- [WHAT YOU NEED TO DO] List every line in this data where the string "credentials" occurs.

- [RECORDS]
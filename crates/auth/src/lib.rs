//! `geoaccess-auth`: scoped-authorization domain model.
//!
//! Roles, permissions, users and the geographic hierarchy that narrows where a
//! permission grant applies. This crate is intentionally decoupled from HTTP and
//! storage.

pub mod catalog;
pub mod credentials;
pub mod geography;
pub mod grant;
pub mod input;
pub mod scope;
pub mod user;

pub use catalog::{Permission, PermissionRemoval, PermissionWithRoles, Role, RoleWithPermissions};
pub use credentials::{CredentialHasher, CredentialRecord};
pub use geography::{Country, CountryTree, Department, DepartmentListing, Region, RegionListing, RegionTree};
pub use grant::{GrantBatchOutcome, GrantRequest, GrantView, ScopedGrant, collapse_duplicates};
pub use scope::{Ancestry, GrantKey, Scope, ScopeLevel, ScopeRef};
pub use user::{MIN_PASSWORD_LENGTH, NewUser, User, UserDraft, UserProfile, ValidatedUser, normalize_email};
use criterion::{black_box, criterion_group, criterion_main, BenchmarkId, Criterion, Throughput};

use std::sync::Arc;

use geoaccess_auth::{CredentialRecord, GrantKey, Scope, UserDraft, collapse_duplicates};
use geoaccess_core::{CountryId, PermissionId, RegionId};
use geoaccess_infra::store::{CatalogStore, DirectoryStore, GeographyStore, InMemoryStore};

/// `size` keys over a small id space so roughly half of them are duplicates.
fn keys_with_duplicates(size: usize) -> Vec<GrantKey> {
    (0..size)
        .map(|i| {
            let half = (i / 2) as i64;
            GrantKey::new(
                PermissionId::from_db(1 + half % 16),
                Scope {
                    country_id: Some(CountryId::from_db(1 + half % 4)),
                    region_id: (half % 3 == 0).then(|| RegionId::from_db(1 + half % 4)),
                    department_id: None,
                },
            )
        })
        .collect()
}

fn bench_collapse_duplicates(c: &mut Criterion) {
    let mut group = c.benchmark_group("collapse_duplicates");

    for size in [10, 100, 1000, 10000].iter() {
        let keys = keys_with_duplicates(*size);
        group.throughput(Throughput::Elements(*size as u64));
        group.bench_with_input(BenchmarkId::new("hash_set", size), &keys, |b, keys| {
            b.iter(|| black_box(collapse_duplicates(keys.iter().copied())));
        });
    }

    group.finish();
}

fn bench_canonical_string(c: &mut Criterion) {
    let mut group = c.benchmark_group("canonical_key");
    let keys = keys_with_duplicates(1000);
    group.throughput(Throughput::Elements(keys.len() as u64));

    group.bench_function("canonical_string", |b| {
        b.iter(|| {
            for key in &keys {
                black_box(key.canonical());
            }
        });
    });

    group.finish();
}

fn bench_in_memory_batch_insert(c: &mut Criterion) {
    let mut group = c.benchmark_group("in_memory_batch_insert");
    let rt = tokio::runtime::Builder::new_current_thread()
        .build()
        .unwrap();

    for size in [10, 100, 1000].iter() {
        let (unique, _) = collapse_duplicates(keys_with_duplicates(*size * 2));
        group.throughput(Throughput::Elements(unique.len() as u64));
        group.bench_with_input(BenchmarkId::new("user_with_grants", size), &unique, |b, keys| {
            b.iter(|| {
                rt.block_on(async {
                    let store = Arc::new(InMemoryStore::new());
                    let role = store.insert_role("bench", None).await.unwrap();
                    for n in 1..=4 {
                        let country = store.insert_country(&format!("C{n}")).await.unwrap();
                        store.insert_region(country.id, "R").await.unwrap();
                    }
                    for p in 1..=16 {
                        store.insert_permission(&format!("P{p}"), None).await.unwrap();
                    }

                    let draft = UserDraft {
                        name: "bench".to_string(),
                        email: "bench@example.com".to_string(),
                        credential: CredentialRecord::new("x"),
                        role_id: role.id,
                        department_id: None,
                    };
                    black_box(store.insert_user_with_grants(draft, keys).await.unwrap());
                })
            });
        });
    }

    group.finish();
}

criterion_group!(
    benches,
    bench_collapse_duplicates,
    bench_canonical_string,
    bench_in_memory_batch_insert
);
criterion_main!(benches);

- [RESULT FOR THIS EXERCISE]
pub mod credentials;
pub use credentials::{CredentialHasher, CredentialRecord};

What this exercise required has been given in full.